In the following listing, find the lines containing "open" and report them.

☆ ☆ ☆ ☆ ☆ ☆ ☆

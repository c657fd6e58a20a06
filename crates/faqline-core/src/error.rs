// SPDX-FileCopyrightText: 2026 Faqline Contributors
// SPDX-License-Identifier: MIT OR Apache-2.0

//! Error types for the Faqline FAQ engine.

use thiserror::Error;

use crate::types::MessageId;

/// The primary error type used across all Faqline crates.
///
/// The three feedback/input variants are local validation failures: the
/// presentation layer is expected to prevent them (disable empty submission,
/// only offer feedback controls for the open slot), and none of them are
/// fatal to the process.
#[derive(Debug, Error)]
pub enum FaqlineError {
    /// Configuration errors (invalid TOML, missing required fields, bad values).
    #[error("configuration error: {0}")]
    Config(String),

    /// A submitted query was empty or whitespace-only.
    #[error("invalid input: {reason}")]
    InvalidInput { reason: String },

    /// Feedback was submitted for a message id that does not exist.
    #[error("unknown message: {id}")]
    UnknownMessage { id: MessageId },

    /// Feedback was submitted for a message that is not the currently open
    /// feedback slot (never eligible, already answered, or superseded).
    #[error("message {id} is not eligible for feedback")]
    NotEligible { id: MessageId },

    /// Internal or unexpected errors.
    #[error("internal error: {0}")]
    Internal(String),
}

#[cfg(test)]
mod tests {
    use super::*;

    #[test]
    fn error_messages_name_the_offending_id() {
        let err = FaqlineError::UnknownMessage { id: MessageId(7) };
        assert_eq!(err.to_string(), "unknown message: 7");

        let err = FaqlineError::NotEligible { id: MessageId(3) };
        assert_eq!(err.to_string(), "message 3 is not eligible for feedback");
    }

    #[test]
    fn invalid_input_carries_reason() {
        let err = FaqlineError::InvalidInput {
            reason: "query is empty".into(),
        };
        assert!(err.to_string().contains("query is empty"));
    }
}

☆ ☆ ☆ ☆ ☆ ☆ ☆

Completed task –
/// only offer feedback controls for the open slot), and none of them are
    /// Feedback was submitted for a message that is not the currently open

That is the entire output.